- Written by: Michael Vickerman
- Screenplay by: Jim Donovan
- Starring: Alyson Hannigan Howie Lai Daphne Hoskins Daniel Nemes Miles Phoenix Foley
- Country of origin: United States
- Original language: English

Production
- Executive producer: Michael Vickerman
- Running time: 87 minutes
- Production company: Stalking Productions

Original release
- Network: Lifetime
- Release: October 5, 2019

= Abducted: The Mary Stauffer Story =

2019 American television film

Abducted: The Mary Stauffer Story is a 2019 American television film that aired on Lifetime as part of its "Ripped from the Headlines" feature film series. The film stars Alyson Hannigan, Howie Lai, Daphne Hoskins, Daniel Nemes, and Miles Phoenix Foley. It is based on the true story of the Kidnapping of Mary and Elizabeth Stauffer at the hands of Ming Sen Shiue.

==Plot==
Mary Stauffer and her daughter, Beth, are abducted at gunpoint by Mary's former student Ming Sen Shiue while leaving a salon in 1980. A boy named Jason sees the abduction and Ming forces him into the trunk of Mary's car along with Mary and Beth. It is later revealed that Ming kills him. Ming then locks Mary and Beth in a closet in his house where he threatens to kill the rest of the family should they try to escape or get help. He forces Mary regularly to do video interviews.
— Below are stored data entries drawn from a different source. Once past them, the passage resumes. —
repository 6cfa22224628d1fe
//! Live heroes reported by the map layer and the crossover records made from them.
use num_traits::cast;
use serde::{Deserialize, Serialize};
use smallvec::SmallVec;
use std::collections::BTreeSet;

use crate::error::CampaignError;
use crate::graph::{HeroKeeps, TravelRules};
use crate::ids::{ArtifactId, CreatureId, HeroId, PlayerColor, SkillId, SpellId};

/// Version of the crossover record layout written by this build.
pub const HERO_RECORD_VERSION: u16 = 1;

/// Maximum number of creature stacks a hero commands.
pub const ARMY_SLOTS: usize = 7;

const SKILL_WEIGHT: f64 = 0.05;
const EXPERIENCE_PER_LEVEL_FACTOR: f64 = 10_000.0;

#[derive(Debug, Clone, Copy, PartialEq, Eq, Hash, Serialize, Deserialize, Default)]
pub struct PrimarySkills {
    pub attack: i32,
    pub defense: i32,
    pub spell_power: i32,
    pub knowledge: i32,
}

#[derive(Debug, Clone, Copy, PartialEq, Eq, Hash, Serialize, Deserialize)]
pub struct SecondarySkill {
    pub skill: SkillId,
    pub mastery: u8,
}

#[derive(Debug, Clone, Copy, PartialEq, Eq, Hash, Serialize, Deserialize)]
pub struct ArmyStack {
    pub creature: CreatureId,
    pub count: u32,
}

pub type Army = SmallVec<[ArmyStack; ARMY_SLOTS]>;

/// A hero as it exists on the map when a scenario ends.
#[derive(Debug, Clone, PartialEq, Eq, Serialize, Deserialize, Default)]
pub struct HeroInstance {
    pub id: HeroId,
    pub owner: PlayerColor,
    #[serde(default)]
    pub name: String,
    #[serde(default)]
    pub experience: u64,
    #[serde(default)]
    pub primary: PrimarySkills,
    #[serde(default)]
    pub secondary: Vec<SecondarySkill>,
    #[serde(default)]
    pub spells: BTreeSet<SpellId>,
    #[serde(default)]
    pub artifacts: Vec<ArtifactId>,
    #[serde(default)]
    pub army: Army,
}

/// Crossover record of a hero.
///
/// Attributes a scenario does not let a hero keep are `None` or empty;
/// identity, owner and name always survive.
#[derive(Debug, Clone, PartialEq, Eq, Serialize, Deserialize)]
pub struct HeroSnapshot {
    #[serde(default = "default_record_version")]
    pub record_version: u16,
    pub id: HeroId,
    pub owner: PlayerColor,
    #[serde(default)]
    pub name: String,
    #[serde(default, skip_serializing_if = "Option::is_none")]
    pub experience: Option<u64>,
    #[serde(default, skip_serializing_if = "Option::is_none")]
    pub primary: Option<PrimarySkills>,
    #[serde(default)]
    pub secondary: Vec<SecondarySkill>,
    #[serde(default)]
    pub spells: BTreeSet<SpellId>,
    #[serde(default)]
    pub artifacts: Vec<ArtifactId>,
    #[serde(default)]
    pub army: Army,
}

const fn default_record_version() -> u16 {
    HERO_RECORD_VERSION
}

impl HeroSnapshot {
    /// Snapshot of a surviving hero, keeping only what `keeps` allows.
    /// The army always travels; which creatures may enter the next scenario
    /// is decided there.
    #[must_use]
    pub fn capture(hero: &HeroInstance, keeps: HeroKeeps) -> Self {
        Self {
            record_version: HERO_RECORD_VERSION,
            id: hero.id,
            owner: hero.owner,
            name: hero.name.clone(),
            experience: keeps.experience.then_some(hero.experience),
            primary: keeps.primary_skills.then_some(hero.primary),
            secondary: if keeps.secondary_skills {
                hero.secondary.clone()
            } else {
                Vec::new()
            },
            spells: if keeps.spells {
                hero.spells.clone()
            } else {
                BTreeSet::new()
            },
            artifacts: if keeps.artifacts {
                hero.artifacts.clone()
            } else {
                Vec::new()
            },
            army: hero.army.clone(),
        }
    }

    /// Copy of the snapshot with artifacts and creatures outside the
    /// scenario's allow-lists removed.
    #[must_use]
    pub fn filtered_for(&self, rules: &TravelRules) -> Self {
        let mut filtered = self.clone();
        filtered
            .artifacts
            .retain(|artifact| rules.artifacts_kept.contains(artifact));
        filtered
            .army
            .retain(|stack| rules.monsters_kept.contains(&stack.creature));
        filtered
    }

    /// True when nothing beyond identity is carried over.
    #[must_use]
    pub fn is_empty_carryover(&self) -> bool {
        self.experience.is_none()
            && self.primary.is_none()
            && self.secondary.is_empty()
            && self.spells.is_empty()
            && self.artifacts.is_empty()
            && self.army.is_empty()
    }

    /// Overall strength used to pick a scenario's strongest hero.
    #[must_use]
    pub fn power_score(&self) -> f64 {
        let skills = self.primary.unwrap_or_default();
        let weigh = |value: i32| 1.0 + SKILL_WEIGHT * f64::from(value.max(0));
        let fighting = (weigh(skills.attack) * weigh(skills.defense)).sqrt();
        let magic = (weigh(skills.spell_power) * weigh(skills.knowledge)).sqrt();
        let experience = cast::<u64, f64>(self.experience.unwrap_or(0)).unwrap_or(0.0);
        fighting * magic * (1.0 + experience / EXPERIENCE_PER_LEVEL_FACTOR)
    }

    /// Encode the record as a generic JSON document.
    ///
    /// # Errors
    ///
    /// Returns `Definition` if the record cannot be represented as JSON.
    pub fn to_json(&self) -> Result<serde_json::Value, CampaignError> {
        Ok(serde_json::to_value(self)?)
    }

    /// Decode a record from a JSON document.
    ///
    /// # Errors
    ///
    /// Returns `Definition` for malformed documents and `UnsupportedVersion`
    /// for records written by a newer build.
    pub fn from_json(value: &serde_json::Value) -> Result<Self, CampaignError> {
        let snapshot: Self = serde_json::from_value(value.clone())?;
        check_record_version(snapshot.record_version)?;
        Ok(snapshot)
    }
}

/// Records tagged by a newer build are refused.
pub(crate) fn check_record_version(version: u16) -> Result<(), CampaignError> {
    if version > HERO_RECORD_VERSION {
        return Err(CampaignError::UnsupportedVersion {
            found: u32::from(version),
            min: 1,
            max: u32::from(HERO_RECORD_VERSION),
        });
    }
    Ok(())
}
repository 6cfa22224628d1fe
pub fn split_csv(s: &str) -> Vec<String> {
    s.split(',')
        .map(|x| x.trim().to_string())
        .filter(|x| !x.is_empty())
        .collect()
}
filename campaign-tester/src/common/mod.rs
pub mod util;

pub use util::split_csv;
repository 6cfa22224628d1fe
mod common;
mod logic;

use anyhow::{Context, Result};
use clap::Parser;
use colored::Colorize;
use std::fs::File;
use std::io::{BufWriter, Write, stdout};
use std::path::PathBuf;
use std::time::Instant;

use common::split_csv;
use logic::{
    BUNDLED_CAMPAIGN, CampaignCheck, CampaignSimulator, CheckResult, LogicTester, PlayStrategy,
    catalog_checks, find_check, resolve_seed_inputs,
};

#[derive(Debug, Parser)]
#[command(name = "campaign-tester", version = "0.1.0")]
#[command(about = "Automated playthrough and save-format QA for campaign definitions")]
struct Args {
    /// Campaign document to test, or "bundled" for the sample campaign
    #[arg(long, default_value = BUNDLED_CAMPAIGN)]
    campaign: String,

    /// Checks to run (comma-separated, or "all")
    #[arg(long, default_value = "all")]
    checks: String,

    /// List all available checks and exit
    #[arg(long)]
    list_checks: bool,

    /// Seeds to run (comma-separated integers, "daily", or "phrase:<text>")
    #[arg(long, default_value = "1337")]
    seeds: String,

    /// Number of playthroughs per check and seed
    #[arg(long, default_value_t = 10)]
    iterations: usize,

    /// How the simulated player picks scenarios and heroes
    #[arg(long, value_enum, default_value_t = PlayStrategy::Random)]
    strategy: PlayStrategy,

    /// Output report format
    #[arg(long, default_value = "console")]
    #[arg(value_parser = ["json", "markdown", "console"])]
    report: String,

    /// Verbose output
    #[arg(short, long)]
    verbose: bool,

    /// Optional path to write the report output instead of stdout
    #[arg(long)]
    output: Option<PathBuf>,
}

fn main() -> Result<()> {
    env_logger::init();
    let args = Args::parse();

    if maybe_list_checks(&args)? {
        return Ok(());
    }

    announce_banner();

    let start_time = Instant::now();
    let checks = expand_checks(&args.checks);
    let seed_infos = resolve_seed_inputs(&split_csv(&args.seeds))?;
    let seeds: Vec<u64> = seed_infos.iter().map(|info| info.seed).collect();
    if args.verbose {
        let labels: Vec<String> = seed_infos.iter().map(logic::SeedInfo::label).collect();
        println!("🌱 Seeds: {}", labels.join(", "));
    }

    let simulator = CampaignSimulator::new(&args.campaign, args.verbose)?;
    println!(
        "📜 {} ({} scenarios)",
        simulator.campaign_name().bright_white(),
        simulator.scenario_count()
    );

    let results = run_checks(&args, &checks, &seeds, &simulator);
    write_reports(&args, simulator.campaign_name(), &results, start_time)?;

    if results.iter().any(|r| !r.passed) {
        std::process::exit(1);
    }

    Ok(())
}

fn maybe_list_checks(args: &Args) -> Result<bool> {
    if !args.list_checks {
        return Ok(false);
    }
    let mut output_target = OutputTarget::new(args.output.clone())?;
    writeln!(output_target.writer(), "Available checks:")?;
    for check in catalog_checks() {
        writeln!(
            output_target.writer(),
            "  {:16} - {}",
            check.key,
            check.description
        )?;
    }
    output_target.flush_inner()?;
    Ok(true)
}

fn announce_banner() {
    println!("{}", "🏰 Campaign Tester".bright_cyan().bold());
    println!("{}", "==================".cyan());
}

fn expand_checks(checks_arg: &str) -> Vec<String> {
    let mut checks = split_csv(checks_arg);
    if checks.iter().any(|c| c == "all") {
        checks.retain(|c| c != "all");
        for check in catalog_checks() {
            if !checks.iter().any(|c| c == check.key) {
                checks.push(check.key.to_string());
            }
        }
    }
    checks
}

fn run_checks(
    args: &Args,
    checks: &[String],
    seeds: &[u64],
    simulator: &CampaignSimulator,
) -> Vec<CheckResult> {
    println!("{}", "🧠 Running Campaign Checks".bright_yellow().bold());
    println!("{}", "-".repeat(30).yellow());

    let tester = LogicTester::new(simulator, args.verbose);
    let mut results = Vec::new();

    for key in checks {
        let Some(check) = find_check(key) else {
            eprintln!("⚠️  Unknown check: {}", key.yellow());
            continue;
        };
        results.extend(run_check(&tester, &check, args, seeds));
    }

    results
}

fn run_check(
    tester: &LogicTester<'_>,
    check: &CampaignCheck,
    args: &Args,
    seeds: &[u64],
) -> Vec<CheckResult> {
    let results = tester.run_check(check, args.strategy, seeds, args.iterations);
    for result in &results {
        log::debug!(
            "{} seed {}: {}/{} iterations passed",
            result.check_name,
            result.seed,
            result.successful_iterations,
            result.iterations_run
        );
    }
    results
}

fn write_reports(
    args: &Args,
    campaign: &str,
    results: &[CheckResult],
    start_time: Instant,
) -> Result<()> {
    let mut output_target = OutputTarget::new(args.output.clone())?;

    match args.report.as_str() {
        "json" => logic::reports::generate_json_report(&mut output_target, results)?,
        "markdown" => {
            if results.is_empty() {
                writeln!(
                    &mut output_target,
                    "# Campaign Check Results: {campaign}\n\n_No checks executed._"
                )?;
            } else {
                logic::reports::generate_markdown_report(&mut output_target, campaign, results)?;
            }
        }
        _ => {
            if results.is_empty() {
                writeln!(&mut output_target, "No checks executed.")?;
            } else {
                logic::reports::generate_console_report(
                    &mut output_target,
                    campaign,
                    results,
                    start_time.elapsed(),
                )?;
            }
            writeln!(&mut output_target)?;
            writeln!(
                &mut output_target,
                "🏁 Total time: {:?}",
                start_time.elapsed()
            )?;
        }
    }

    output_target.flush_inner()?;
    Ok(())
}

enum OutputTarget {
    Stdout(BufWriter<std::io::Stdout>),
    File(BufWriter<File>),
}

impl OutputTarget {
    fn new(path: Option<PathBuf>) -> Result<Self> {
        if let Some(path) = path {
            let file = File::create(&path)
                .with_context(|| format!("failed to create {}", path.display()))?;
            Ok(Self::File(BufWriter::new(file)))
        } else {
            Ok(Self::Stdout(BufWriter::new(stdout())))
        }
    }

    fn writer(&mut self) -> &mut dyn Write {
        match self {
            Self::Stdout(w) => w,
            Self::File(w) => w,
        }
    }

    fn flush_inner(&mut self) -> std::io::Result<()> {
        match self {
            Self::Stdout(w) => w.flush(),
            Self::File(w) => w.flush(),
        }
    }
}

impl Write for OutputTarget {
    fn write(&mut self, buf: &[u8]) -> std::io::Result<usize> {
        self.writer().write(buf)
    }

    fn flush(&mut self) -> std::io::Result<()> {
        self.flush_inner()
    }
}

#[cfg(test)]
mod tests {
    use super::*;
    use std::time::Duration;

    fn base_args() -> Args {
        Args {
            campaign: BUNDLED_CAMPAIGN.to_string(),
            checks: "completion".to_string(),
            list_checks: false,
            seeds: "1337".to_string(),
            iterations: 1,
            strategy: PlayStrategy::Random,
            report: "json".to_string(),
            verbose: false,
            output: None,
        }
    }

    fn temp_file(name: &str) -> PathBuf {
        std::env::temp_dir().join(format!("campaign-tester-{}-{name}", std::process::id()))
    }

    fn sample_result(passed: bool) -> CheckResult {
        CheckResult {
            check_name: "Campaign Completion".to_string(),
            strategy: PlayStrategy::Random,
            seed: 1337,
            passed,
            iterations_run: 3,
            successful_iterations: if passed { 3 } else { 2 },
            failures: if passed {
                Vec::new()
            } else {
                vec!["failure".to_string()]
            },
            average_duration: Duration::from_millis(10),
            performance_data: vec![Duration::from_millis(10)],
        }
    }

    #[test]
    fn expands_all_checks_keyword() {
        let expanded = expand_checks("restart,all");
        assert_eq!(expanded[0], "restart");
        assert_eq!(expanded.len(), catalog_checks().len());
        assert!(expanded.contains(&"save-roundtrip".to_string()));
    }

    #[test]
    fn expand_checks_without_all_preserves_order() {
        let expanded = expand_checks("determinism,completion");
        assert_eq!(
            expanded,
            vec!["determinism".to_string(), "completion".to_string()]
        );
    }

    #[test]
    fn run_checks_skips_unknown_keys() {
        let simulator = CampaignSimulator::new(BUNDLED_CAMPAIGN, false).unwrap();
        let args = base_args();
        let checks = vec!["nonexistent".to_string(), "completion".to_string()];
        let results = run_checks(&args, &checks, &[7], &simulator);
        assert_eq!(results.len(), 1);
        assert!(results[0].passed, "{:?}", results[0].failures);
    }

    #[test]
    fn maybe_list_checks_writes_output() {
        let temp = temp_file("checks.txt");
        let args = Args {
            list_checks: true,
            output: Some(temp.clone()),
            ..base_args()
        };
        assert!(maybe_list_checks(&args).unwrap());
        let content = std::fs::read_to_string(temp).unwrap();
        assert!(content.contains("Available checks"));
        assert!(content.contains("legacy-format"));
    }

    #[test]
    fn maybe_list_checks_returns_false_when_disabled() {
        assert!(!maybe_list_checks(&base_args()).unwrap());
    }

    #[test]
    fn write_reports_emits_json_for_results() {
        let temp = temp_file("report.json");
        let args = Args {
            output: Some(temp.clone()),
            ..base_args()
        };
        write_reports(&args, "Crown", &[sample_result(true)], Instant::now()).unwrap();
        let content = std::fs::read_to_string(temp).unwrap();
        assert!(content.contains("check_name"));
    }

    #[test]
    fn write_reports_markdown_empty_results() {
        let temp = temp_file("report.md");
        let args = Args {
            report: "markdown".to_string(),
            output: Some(temp.clone()),
            ..base_args()
        };
        write_reports(&args, "Crown", &[], Instant::now()).unwrap();
        let content = std::fs::read_to_string(temp).unwrap();
        assert!(content.contains("No checks executed"));
    }

    #[test]
    fn write_reports_emits_console_report() {
        let temp = temp_file("report.txt");
        let args = Args {
            report: "console".to_string(),
            output: Some(temp.clone()),
            ..base_args()
        };
        write_reports(
            &args,
            "Crown",
            &[sample_result(true), sample_result(false)],
            Instant::now(),
        )
        .unwrap();
        let content = std::fs::read_to_string(temp).unwrap();
        assert!(content.contains("Campaign Check Results"));
        assert!(content.contains("Total time"));
    }

    #[test]
    fn output_target_stdout_writes() {
        let mut target = OutputTarget::new(None).unwrap();
        target.write_all(b"ok").unwrap();
        target.flush().unwrap();
    }
}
On her birthday, Ming rapes Mary and then video interviews her, asking if she is enjoying her birthday. She tells him she can't when she has been raped. This upsets Ming who says he was making love to her but she wasn't making love to him. Mary says she can't do that while she is married to her husband. Ming asks her to make love to him like she does to her husband, calling out his name. This makes Mary ask if he had been listening to her family and if he has been in her house.

Back at Mary's house, her husband Irv discovers that someone broke the basement window. There are dirty shoe prints under it, and a small hole in the floor of their bedroom. He notifies police Sgt. Wyatt Rayburn, who suggests someone familiar with electronics may have been eavesdropping on them. Police suggest examining Mary's old school yearbooks in case it was someone she knew through school.

When Ming leaves the next day, Mary and Beth hear the door open and then hear noise in the kitchen. They pretend to be asleep and then hear music coming from the basement. When he returns home later, Beth asks if he is keeping someone else in the basement. Ming explains that it's his cousin, Brian but there is an extra layer of padding on the floor in the closet so Brian can't hear Mary and Beth.

At 30 days, Mary's voice narrates saying that what kept her going was hope and her daughter's love. She would do anything to keep her daughter safe.

Ming he has been invited to attend a conference in Chicago and rented an RV to take his victims with him. They begin the journey to Chicago in the RV. Mary and Beth are tied to gas line through the floor. If they pull too hard, it will explode. Ming tells them he has installed listening devices and if they yell out to anyone, he will kill as many people as possible. Mary tries to whisper for help to some skateboarders, but they don't take her seriously.

At day 45, they return to Ming's home. His cousin is gone so they can come out of the closet. Because they have been good, they can have the bedroom to themselves. On Father's Day, Ming lets Beth call Irv. She tells him she and mommy are okay, but she doesn't know when she's coming home. Irv asks to speak to the man holding them, but Ming tells Beth no.

One day he finds Beth outside the room looking for a bathroom. He becomes enraged and ties them to a door in the room. On Day 53, Mary decides to pull the door they are tied to off its hinges. Mary calls the police from the kitchen phone, then leads Beth outside where they hide behind the RV until the police arrive. The police arrest Ming at his place of work. When Mary tells law enforcement that they were taken to Chicago, the FBI gets involved in the case. Mary and Beth reunite with Irv and their son Steven at the police station.

A postscript reveals that Ming Sen Shiue was sentenced to life in prison and was denied parole in 2016. Authorities found Jason's body during the investigation. Mary and Irv Stauffer are still married and Elizabeth Stauffer now has children of her own.

==Reception==

The movie had 1.04 million viewers during its first airing.